Metti anche il tag [FAQ] al titolo e farai contento Shev  :Very Happy:  .

----------

## comio

se usi ssh puoi fare il tunneling di X11. Due le variabili in gioco: deve essere abiliato il server ssh a farlo ed il comando ssh deve richiederlo (opzione -X). Una volta fatto tunnel ti sembrera' di stare su una postazione locale... ma un po' lenta  :Smile: 

Ciao

----------

## quantumwire

 *fedeliallalinea wrote:*   

> Metti anche il tag [FAQ] al titolo e farai contento Shev  .

 

Fatto.

 *comico wrote:*   

> 
> 
> se usi ssh puoi fare il tunneling di X11. Due le variabili in gioco: deve essere abiliato il server ssh a farlo ed il comando ssh deve richiederlo (opzione -X). Una volta fatto tunnel ti sembrera' di stare su una postazione locale... ma un po' lenta 

 

Uso ssh regolarmente per connettermi al pc remoto.

Notate che il pc remoto e' il mio quindi posso fare modifiche al sistema... sul pc client sono utente normale e non posso divenare root. Ora ci provo... garzie!

----------

## quantumwire

Ho provato la soluzione di "fedeliallalinea" e funziona a meraviglia  :Very Happy:  !
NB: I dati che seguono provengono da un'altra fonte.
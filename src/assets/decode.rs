use std::path::Path;

use anyhow::Context;

use crate::{foundation::error::RingResult, symbol::path::SymbolImage};

/// Decode encoded image bytes (PNG, JPEG, ...) into a straight-alpha symbol image.
pub fn decode_image(bytes: &[u8]) -> RingResult<SymbolImage> {
    let dyn_img = image::load_from_memory(bytes).context("decode image from memory")?;
    Ok(SymbolImage::new(dyn_img.to_rgba8()))
}

/// Read and decode an image file.
#[tracing::instrument(skip_all, fields(path = %path.display()))]
pub fn load_image(path: &Path) -> RingResult<SymbolImage> {
    let bytes = std::fs::read(path).with_context(|| format!("read image {}", path.display()))?;
    let image = decode_image(&bytes)?;
    tracing::debug!(width = image.width(), height = image.height(), "loaded symbol image");
    Ok(image)
}

#[cfg(test)]
#[path = "../../tests/unit/assets/decode.rs"]
mod tests;
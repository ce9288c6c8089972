use crate::foundation::error::{RingError, RingResult};

/// Maps a global animation progress onto the local progress of one effect.
///
/// Every animated element (symbol draw-in, label fade, label slide) owns one
/// window. Progress before `start` reads as `0`, progress after `end` reads as
/// `1`, and progress inside the window is rescaled linearly.
#[derive(Clone, Copy, Debug, PartialEq, serde::Serialize, serde::Deserialize)]
pub struct AnimationWindow {
    start: f64,
    end: f64,
}

impl AnimationWindow {
    /// Window used by symbol providers unless overridden.
    pub const SYMBOL: Self = Self {
        start: 0.3,
        end: 0.6,
    };

    /// Build a window without validating its bounds.
    ///
    /// A degenerate window (`start >= end`) never advances: its normalized
    /// progress is always `0`. Use [`AnimationWindow::try_new`] to reject it.
    pub fn new(start: f64, end: f64) -> Self {
        if start >= end {
            tracing::debug!(start, end, "degenerate animation window never advances");
        }
        Self { start, end }
    }

    /// Build a window from bounds derived inside the crate.
    ///
    /// Same semantics as [`AnimationWindow::new`] but silent: derived windows
    /// are rebuilt every frame and may legitimately collapse.
    pub(crate) const fn from_bounds(start: f64, end: f64) -> Self {
        Self { start, end }
    }

    /// Build a window, rejecting non-finite bounds, bounds outside `[0, 1]`,
    /// and `start >= end`.
    pub fn try_new(start: f64, end: f64) -> RingResult<Self> {
        if !start.is_finite() || !end.is_finite() {
            return Err(RingError::validation("animation window bounds must be finite"));
        }
        if !(0.0..=1.0).contains(&start) || !(0.0..=1.0).contains(&end) {
            return Err(RingError::validation(format!(
                "animation window [{start}, {end}] must lie within [0, 1]"
            )));
        }
        if start >= end {
            return Err(RingError::validation(format!(
                "animation window start ({start}) must be < end ({end})"
            )));
        }
        Ok(Self { start, end })
    }

    pub fn start(self) -> f64 {
        self.start
    }

    pub fn end(self) -> f64 {
        self.end
    }

    /// `true` while `progress` lies in the active half-open range `[start, end)`.
    pub fn contains(self, progress: f64) -> bool {
        self.start <= progress && progress < self.end
    }

    /// Local progress in `[0, 1]` for the global `absolute` progress.
    pub fn normalized_progress(self, absolute: f64) -> f64 {
        if self.end <= self.start || absolute.is_nan() || absolute <= self.start {
            return 0.0;
        }
        if absolute >= self.end {
            return 1.0;
        }
        (absolute - self.start) / (self.end - self.start)
    }
}

#[cfg(test)]
#[path = "../../tests/unit/animation/window.rs"]
mod tests;
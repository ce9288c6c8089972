//! Affine transform helpers.

use crate::foundation::core::{Affine, Point};

/// Rigid rotation by `radians` about `center`.
///
/// Positive angles rotate from +x toward +y, which is clockwise on screen in
/// the y-down coordinate space used by symbol paths.
#[inline]
pub fn rotate_about(center: Point, radians: f64) -> Affine {
    let c = center.to_vec2();
    // T(center) * R(angle) * T(-center)
    Affine::translate(c) * Affine::rotate(radians) * Affine::translate(-c)
}

#[cfg(test)]
#[path = "../../tests/unit/transform/affine.rs"]
mod tests;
Per quanto riguarda la tua soluzione "comico"... poui indicarmi il flag da abilitare nel file sshd per il tunneling di X?

----------

## comio

in /etc/ssh/sshd_config:

AllowTcpForwarding yes

GatewayPorts yes

X11Forwarding yes

X11DisplayOffset 10

X11UseLocalhost yes

per connettersi usare ssh -X ... oppure modificare il file di configurazione  ssh_config:

ForwardAgent yes

ForwardX11 yes

In questo modo il traffico X e' tunnelato (per il piacere dei firewall) e crittato. Ciao!

----------

## quantumwire

 *comio wrote:*   

> in /etc/ssh/sshd_config:
> 
> AllowTcpForwarding yes
> 
> GatewayPorts yes
> ...

 

Ho fatto come hai detto!

pro: rispetto alla soluzione fornita da fedeleallalinea e' piu' veloce   :Very Happy:  !

contro: non riesco ad aprire tutti i programmi   :Shocked:  !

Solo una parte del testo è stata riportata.